* DATA FOR THIS TASK *

-- Opening Marker --

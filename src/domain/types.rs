//! Shared domain types.

use std::fmt;
use std::path::PathBuf;

use clap::ValueEnum;
use serde::{Deserialize, Serialize};

/// Outcome of one rule evaluation for a row or a group.
#[derive(Debug, Clone, Copy, PartialEq, Eq, Hash, Serialize, Deserialize)]
#[serde(rename_all = "UPPERCASE")]
pub enum Status {
    Pass,
    Fail,
    /// The inputs needed by the rule could not be coerced (e.g. non-numeric rank).
    Skip,
}

impl Status {
    pub fn as_str(self) -> &'static str {
        match self {
            Status::Pass => "PASS",
            Status::Fail => "FAIL",
            Status::Skip => "SKIP",
        }
    }

    pub fn from_pass(pass: bool) -> Self {
        if pass { Status::Pass } else { Status::Fail }
    }
}

impl fmt::Display for Status {
    fn fmt(&self, f: &mut fmt::Formatter<'_>) -> fmt::Result {
        f.write_str(self.as_str())
    }
}

/// How a report file is opened.
#[derive(Debug, Clone, Copy, PartialEq, Eq)]
pub enum WriteMode {
    /// Truncate and write header + rows.
    Overwrite,
    /// Append rows; the header is written only when the file does not exist yet.
    Append,
}

/// Per-row rule for the `text` check.
#[derive(Debug, Clone, Copy, PartialEq, Eq, Serialize, Deserialize, ValueEnum)]
#[serde(rename_all = "lowercase")]
pub enum TextRule {
    /// No commas; only letters, digits, whitespace and hyphens.
    Charset,
    /// Non-empty and letters only.
    Alphabetic,
    /// Any non-missing value.
    Present,
}

/// How the grouping key of the `processors` check is normalized.
#[derive(Debug, Clone, Copy, PartialEq, Eq, Serialize, Deserialize, ValueEnum)]
#[serde(rename_all = "lowercase")]
pub enum KeyStyle {
    /// Lowercase, punctuation to spaces (AMD processor series).
    Series,
    /// Chipset names reduced to their model token (`c621`, `w680`, ...).
    Chipset,
}

/// Resolved run-wide settings (CLI flags layered over `.env`).
#[derive(Debug, Clone)]
pub struct RunConfig {
    /// Directory reports are written into.
    pub out_dir: PathBuf,
    /// Optional JSON rule book overriding the built-in tables.
    pub rules_path: Option<PathBuf>,
    /// Treat `SKIP` outcomes as failures.
    pub strict: bool,
    /// Optional machine-readable run summary.
    pub summary_json: Option<PathBuf>,
}

impl Default for RunConfig {
    fn default() -> Self {
        Self {
            out_dir: PathBuf::from("."),
            rules_path: None,
            strict: false,
            summary_json: None,
        }
    }
}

-- Closing Marker --

* ACTIVITY *
Would you show all lines of the material above that contain the word "Copy"?

* ANSWER TO THIS PROBLEM *
#[derive(Debug, Clone, Copy, PartialEq, Eq, Hash, Serialize, Deserialize)]
#[derive(Debug, Clone, Copy, PartialEq, Eq)]
#[derive(Debug, Clone, Copy, PartialEq, Eq, Serialize, Deserialize, ValueEnum)]
#[derive(Debug, Clone, Copy, PartialEq, Eq, Serialize, Deserialize, ValueEnum)]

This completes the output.